Thursday, December 08, 2005
Merry Christmas, Happy Holidays, Or Whatever
Some people would kick on mother’s milk. That’s an old saying in my neck of the woods, the Blue Ridge Mountains, meaning some people are never satisfied or happy. In recent weeks a small but vocal segment of the Christian community has raised the concern that there are those in America who are trying to steal Christmas, grinches who would strike out at the very heart of our nation. They are doing this by banning manger scenes, prohibiting the singing of traditional Christmas carols, doing away with ‘Christmas‘ trees, enticing us to do ‘holiday’ shopping, and worst of all not greeting us with a “Merry Christmas” as we attempt to spend our hard earned cash. Could anything be more un-Godly or un-American, after all, that hard earned American cash plainly says, “In God we trust.”
The time we celebrate the birth of Christ for Christians has traditionally been the most wonderful time of the year. It is a time for honoring the life of Jesus and his teachings of loving and giving, though I have sometimes thought that he might be more pleased if we would make that a daily rather than seasonal happening. I believe Christ couldn’t care less how we greet each other whether, “Merry Christmas”, “Happy Hanukkah”, “Eid Mubarak”, “Happy Holidays”, "Happy Arbor Day” or any other greeting as long as it is given in love and respect.
Before we start complaining about the loss of Christmas and its traditions perhaps we should learn a little more about them. Christ’s birthday most likely was not December 25th. In fact there is no consensus among scholars as to time of year; some say spring, more say fall, and others say winter. There is a general consensus on why December 25th is celebrated. It is generally accepted that the Emperor Constantine chose the date to help consolidate his power. He had become the ruler of the Western Roman Empire in 312 and gradually took over the Eastern Roman Empire as well. Constantine became a Christian but the Empire had many pagan religions also. In an attempt to bring more unity, he and the Roman Catholic Church joined the celebration of Christ’s birth which was celebrated on various dates including December 25th to the pagan celebration of Sol Invictus, the return of the sun, celebrating the winter solstice.

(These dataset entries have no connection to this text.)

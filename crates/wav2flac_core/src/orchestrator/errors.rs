//! Errors raised while a job runs.
//!
//! A [`StepError`] says what went wrong inside a stage; the pipeline wraps it
//! in a [`PipelineError`] naming the job and the stage.

use std::io;

use thiserror::Error;

use crate::models::DescriptorError;
use crate::tagging::TagError;

/// A job failed.
#[derive(Error, Debug)]
pub enum PipelineError {
    /// A stage rejected its inputs, failed, or recorded bad results.
    #[error("Job '{job_name}' failed at step '{step_name}': {source}")]
    StepFailed {
        job_name: String,
        step_name: String,
        #[source]
        source: StepError,
    },

    /// The output directory could not be prepared.
    #[error("Job '{job_name}' could not start: {message}")]
    SetupFailed { job_name: String, message: String },
}

impl PipelineError {
    /// Wrap a stage error with the job and stage names.
    pub fn step_failed(
        job_name: impl Into<String>,
        step_name: impl Into<String>,
        source: StepError,
    ) -> Self {
        Self::StepFailed {
            job_name: job_name.into(),
            step_name: step_name.into(),
            source,
        }
    }

    pub fn setup_failed(job_name: impl Into<String>, message: impl Into<String>) -> Self {
        Self::SetupFailed {
            job_name: job_name.into(),
            message: message.into(),
        }
    }
}

/// Failure inside one stage.
#[derive(Error, Debug)]
pub enum StepError {
    /// A stage finished without the results it should have recorded.
    #[error("Invalid output: {0}")]
    InvalidOutput(String),

    /// An external command exited non-zero.
    #[error("{tool} failed with exit code {exit_code}: {message}")]
    CommandFailed {
        tool: String,
        exit_code: i32,
        message: String,
    },

    /// Filesystem or process spawn failure.
    #[error("Failed {operation}: {source}")]
    IoError {
        operation: String,
        #[source]
        source: io::Error,
    },

    /// A file the stage reads is missing.
    #[error("File not found: {path}")]
    FileNotFound { path: String },

    /// A descriptor file could not be read.
    #[error(transparent)]
    Descriptor(#[from] DescriptorError),

    /// The tag writer failed.
    #[error(transparent)]
    Tagging(#[from] TagError),

    /// The job is not in a state the stage can run in.
    #[error("Precondition not met: {0}")]
    PreconditionFailed(String),
}

impl StepError {
    pub fn invalid_output(message: impl Into<String>) -> Self {
        Self::InvalidOutput(message.into())
    }

    /// `message` is usually the tail of the tool's transcript.
    pub fn command_failed(
        tool: impl Into<String>,
        exit_code: i32,
        message: impl Into<String>,
    ) -> Self {
        Self::CommandFailed {
            tool: tool.into(),
            exit_code,
            message: message.into(),
        }
    }

    /// `operation` reads after "Failed", e.g. `creating image.log`.
    pub fn io_error(operation: impl Into<String>, source: io::Error) -> Self {
        Self::IoError {
            operation: operation.into(),
            source,
        }
    }

    pub fn file_not_found(path: impl Into<String>) -> Self {
        Self::FileNotFound { path: path.into() }
    }

    pub fn precondition_failed(message: impl Into<String>) -> Self {
        Self::PreconditionFailed(message.into())
    }
}

/// Result of a stage call.
pub type StepResult<T> = Result<T, StepError>;

/// Result of a pipeline run.
pub type PipelineResult<T> = Result<T, PipelineError>;
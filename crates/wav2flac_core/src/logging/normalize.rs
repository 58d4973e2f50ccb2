//! Cleanup of captured tool output before it is persisted.
//!
//! Progress-style tools redraw their status line with backspaces and
//! carriage returns. Stage logs should read the way the terminal looked, and
//! use `\n` line endings only.

use std::ffi::OsString;
use std::fs;
use std::io::{self, Write};
use std::path::{Path, PathBuf};

const BACKSPACE: char = '\u{8}';

/// Apply every backspace in `text` to the character before it.
///
/// A backspace at the start of a line has nothing to erase and is dropped,
/// the same way a terminal cursor stops at column zero.
pub fn collapse_backspaces(text: &str) -> String {
    if !text.contains(BACKSPACE) {
        return text.to_string();
    }

    let mut out = String::with_capacity(text.len());

    for c in text.chars() {
        if c == BACKSPACE {
            if out.chars().next_back().is_some_and(|last| last != '\n') {
                out.pop();
            }
        } else {
            out.push(c);
        }
    }

    out
}

/// Rewrite `path` in place, removing one trailing `\r` from every line.
///
/// The cleaned content goes to a sibling temp file which is then renamed over
/// the original, so a failure leaves the original untouched.
pub fn strip_carriage_returns(path: &Path) -> io::Result<()> {
    let content = fs::read(path)?;
    let mut cleaned = Vec::with_capacity(content.len());

    for line in content.split_inclusive(|b| *b == b'\n') {
        let (body, newline) = match line.strip_suffix(b"\n") {
            Some(body) => (body, true),
            None => (line, false),
        };

        let body = body.strip_suffix(b"\r").unwrap_or(body);
        cleaned.extend_from_slice(body);

        if newline {
            cleaned.push(b'\n');
        }
    }

    if cleaned.len() == content.len() {
        return Ok(());
    }

    atomic_write(path, &cleaned)
}

/// Write to `<path>.tmp` in the same directory, then rename over `path`.
fn atomic_write(path: &Path, content: &[u8]) -> io::Result<()> {
    let temp_path = temp_sibling(path);

    let written = (|| {
        let mut file = fs::File::create(&temp_path)?;
        file.write_all(content)?;
        file.sync_all()
    })();

    if let Err(e) = written {
        let _ = fs::remove_file(&temp_path);
        return Err(e);
    }

    fs::rename(&temp_path, path)
}

fn temp_sibling(path: &Path) -> PathBuf {
    let mut name = path
        .file_name()
        .map(|n| n.to_os_string())
        .unwrap_or_else(|| OsString::from("log"));
    name.push(".tmp");
    path.with_file_name(name)
}

#[cfg(test)]
mod tests {
    use super::*;
    use tempfile::tempdir;

    #[test]
    fn backspace_erases_previous_char() {
        assert_eq!(collapse_backspaces("ab\u{8}c"), "ac");
    }

    #[test]
    fn backspace_runs_erase_progress() {
        let input = "Splitting [a.wav] :  10%\u{8}\u{8}\u{8}\u{8} 55%\u{8}\u{8}\u{8}\u{8}100% : OK\n";
        assert_eq!(collapse_backspaces(input), "Splitting [a.wav] : 100% : OK\n");
    }

    #[test]
    fn backspace_does_not_cross_lines() {
        assert_eq!(collapse_backspaces("ab\n\u{8}\u{8}c"), "ab\nc");
        assert_eq!(collapse_backspaces("\u{8}x"), "x");
    }

    #[test]
    fn collapsing_is_idempotent() {
        let inputs = ["ab\u{8}c", "x\u{8}\u{8}\u{8}yz\u{8}", "plain text\n", ""];
        for input in inputs {
            let once = collapse_backspaces(input);
            assert_eq!(collapse_backspaces(&once), once);
        }
    }

    #[test]
    fn multibyte_chars_are_erased_whole() {
        assert_eq!(collapse_backspaces("日本\u{8}語"), "日語");
    }

    #[test]
    fn strips_trailing_cr_only() {
        let dir = tempdir().unwrap();
        let path = dir.path().join("split.log");
        fs::write(&path, "foo\r\nbar\n").unwrap();

        strip_carriage_returns(&path).unwrap();

        assert_eq!(fs::read_to_string(&path).unwrap(), "foo\nbar\n");
    }

    #[test]
    fn keeps_inner_cr_and_final_line() {
        let dir = tempdir().unwrap();
        let path = dir.path().join("split.log");
        fs::write(&path, "a\rb\r\r\nlast\r").unwrap();

        strip_carriage_returns(&path).unwrap();

        assert_eq!(fs::read_to_string(&path).unwrap(), "a\rb\r\nlast");
    }

    #[test]
    fn leaves_no_temp_file() {
        let dir = tempdir().unwrap();
        let path = dir.path().join("metaflac.log");
        fs::write(&path, "x\r\n").unwrap();

        strip_carriage_returns(&path).unwrap();

        assert!(!dir.path().join("metaflac.log.tmp").exists());
        let entries = fs::read_dir(dir.path()).unwrap().count();
        assert_eq!(entries, 1);
    }

    #[test]
    fn missing_file_is_an_error() {
        let dir = tempdir().unwrap();
        assert!(strip_carriage_returns(&dir.path().join("nope.log")).is_err());
    }
}
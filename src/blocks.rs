//! Block math.
//!
//! Pure, allocation-free mapping from byte positions and lengths to block
//! indices and cursors. Zero-length operations resolve to zero blocks; the
//! callers reject anything out of range before arriving here.

/// Index of the block containing byte `position`.
pub fn block_index_start(blksize: usize, position: u64) -> u64 {
    position / blksize as u64
}

/// Cursor of byte `position` within its block.
pub fn block_offset(blksize: usize, position: u64) -> usize {
    (position % blksize as u64) as usize
}

/// Number of blocks touched by `length` bytes starting `offset` bytes into
/// the first block. Zero-length operations touch zero blocks regardless of
/// the offset.
pub fn block_length(blksize: usize, offset: usize, length: u64) -> u64 {
    if length == 0 {
        return 0;
    }
    let span = offset as u64 + length;
    (span + blksize as u64 - 1) / blksize as u64
}

/// Last touched index for a run of `length` blocks starting at `start`.
/// `length` is at least one.
pub fn block_index_end(start: u64, length: u64) -> u64 {
    start + length - 1
}

/// First byte position of block `index`.
pub fn block_position_start(blksize: usize, index: u64) -> u64 {
    index * blksize as u64
}

/// Lazy segmentation of `buf` into `blksize` slices, the last possibly
/// shorter. An empty buffer yields nothing.
pub fn segment_buffer(blksize: usize, buf: &[u8]) -> impl Iterator<Item = &[u8]> {
    buf.chunks(blksize)
}
#[test]
fn positional_io_leaves_the_cursor_and_sequential_io_advances_it() {
    let mgr = fixture(5);
    let root = mkroot(&mgr);
    let file = mkfile(&mgr, root, b"file", None);
    let mut fd = FileDescriptor::open(Arc::clone(&mgr), file, OpenFlags::RDWR).unwrap();

    assert_eq!(fd.write(b"abcdef", None, OpenFlags::empty()).unwrap(), 6);
    assert_eq!(fd.pos(), 6);
    assert_eq!(fd.write(b"XY", Some(0), OpenFlags::empty()).unwrap(), 2);
    assert_eq!(fd.pos(), 6);

    assert_eq!(fd.set_pos(0, Whence::Set).unwrap(), 0);
    let mut buf = [0u8; 4];
    assert_eq!(fd.read(&mut buf, None).unwrap(), 4);
    assert_eq!(&buf, b"XYcd");
    assert_eq!(fd.pos(), 4);

    assert_eq!(fd.set_pos(-2, Whence::End).unwrap(), 4);
    assert_eq!(fd.set_pos(1, Whence::Cur).unwrap(), 5);
    assert!(matches!(
        fd.set_pos(-10, Whence::Set),
        Err(Error::InvalidArgument(_))
    ));
}

#[test]
fn sparse_writes_leave_zero_filled_holes() {
    let mgr = fixture(5);
    let root = mkroot(&mgr);
    let file = mkfile(&mgr, root, b"file", Some(b"abc"));
    let mut fd = FileDescriptor::open(Arc::clone(&mgr), file, OpenFlags::RDWR).unwrap();

    assert_eq!(fd.write(b"xyz", Some(20), OpenFlags::empty()).unwrap(), 3);
    let stat = mgr
        .transact(&[file], |tran| mgr.stat_get(tran, file))
        .unwrap();
    assert_eq!(stat.size, 23);
    assert_eq!(stat.blocks, 5);

    let mut buf = [0u8; 23];
    assert_eq!(fd.read(&mut buf, Some(0)).unwrap(), 23);
    let mut expected = vec![0u8; 23];
    expected[..3].copy_from_slice(b"abc");
    expected[20..].copy_from_slice(b"xyz");
    assert_eq!(buf.to_vec(), expected);

    // The gap blocks were never written: the stream reports them as holes.
    let hole = mgr
        .file_get_blocks(file, 5, 1, Some(4))
        .unwrap()
        .map(Result::unwrap)
        .collect::<Vec<_>>();
    assert_eq!(hole, vec![vec![0u8; 5]; 3]);
}

#[test]
fn aligned_full_block_write_does_not_touch_neighbours() {
    let mgr = fixture(5);
    let root = mkroot(&mgr);
    let file = mkfile(&mgr, root, b"file", None);
    let mut fd = FileDescriptor::open(Arc::clone(&mgr), file, OpenFlags::RDWR).unwrap();

    assert_eq!(fd.write(b"BLOCK", Some(5), OpenFlags::empty()).unwrap(), 5);

    // Block 0 stays a hole; only block 1 gained a record.
    let blocks = mgr
        .file_get_blocks(file, 5, 0, Some(2))
        .unwrap()
        .map(Result::unwrap)
        .collect::<Vec<_>>();
    assert_eq!(blocks[0], vec![0u8; 5]);
    assert_eq!(blocks[1], b"BLOCK");

    let stat = mgr
        .transact(&[file], |tran| mgr.stat_get(tran, file))
        .unwrap();
    assert_eq!(stat.size, 10);
    assert_eq!(stat.blocks, 2);
}

#[test]
fn truncating_open_clears_blocks() {
    let mgr = fixture(5);
    let root = mkroot(&mgr);
    let file = mkfile(&mgr, root, b"file", Some(PAYLOAD));

    let fd = FileDescriptor::open(
        Arc::clone(&mgr),
        file,
        OpenFlags::RDWR | OpenFlags::TRUNC,
    )
    .unwrap();
    drop(fd);

    let stat = mgr
        .transact(&[file], |tran| mgr.stat_get(tran, file))
        .unwrap();
    assert_eq!(stat.size, 0);
    assert_eq!(stat.blocks, 0);
    assert_eq!(mgr.file_get_last_block(file).unwrap(), (0, Vec::new()));
}

#[test]
fn truncate_trims_the_tail_block_in_place() {
    let mgr = fixture(5);
    let root = mkroot(&mgr);
    let file = mkfile(&mgr, root, b"file", Some(PAYLOAD));

    mgr.transact(&[file], |tran| mgr.file_truncate(tran, file, 7))
        .unwrap();
    let stat = mgr
        .transact(&[file], |tran| mgr.stat_get(tran, file))
        .unwrap();
    assert_eq!(stat.size, 7);
    assert_eq!(stat.blocks, 2);
    assert_eq!(mgr.file_get_last_block(file).unwrap(), (1, b"Bu".to_vec()));

    let mut fd = FileDescriptor::open(Arc::clone(&mgr), file, OpenFlags::RDONLY).unwrap();
    let mut buf = [0u8; 16];
    assert_eq!(fd.read(&mut buf, Some(0)).unwrap(), 7);
    assert_eq!(&buf[..7], b"Test Bu");
}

I am sure that Christ loves any instance of giving, but I do wonder if he can be pleased with how modern corporate society has commercialized the celebration of his birth. I can’t help but think he would be more pleased if all the money spent on Christmas was used to feed the hungry, to give shelter to the homeless, and to provide medical help for the poor and indigent.
St. Francis of Assisi is given credit for the origins of the Christmas carol in 13th century Italy. The Christmas tree did not come into existence until the 16th century. Most agree that it had its origin in Germany around 1520, though the legend that Martin Luther began the tradition seems not to be true. And contrary to popular belief Christmas cards got their start in England in 1840, not Kansas City, Missouri.
There is no nefarious plot to steal or subvert Christmas, at least no more than has been going on for the past 100 years or so. To get upset over a greeting given in love or friendship is decidedly non-Christian. Why not sing Jewish songs of praise in December pageants? Christ was a Jew, I am sure he did. I appreciate a greeting of Happy Hanukkah or happy holidays I am not insulted by it, so in the same vein to one and all, Merry Christmas.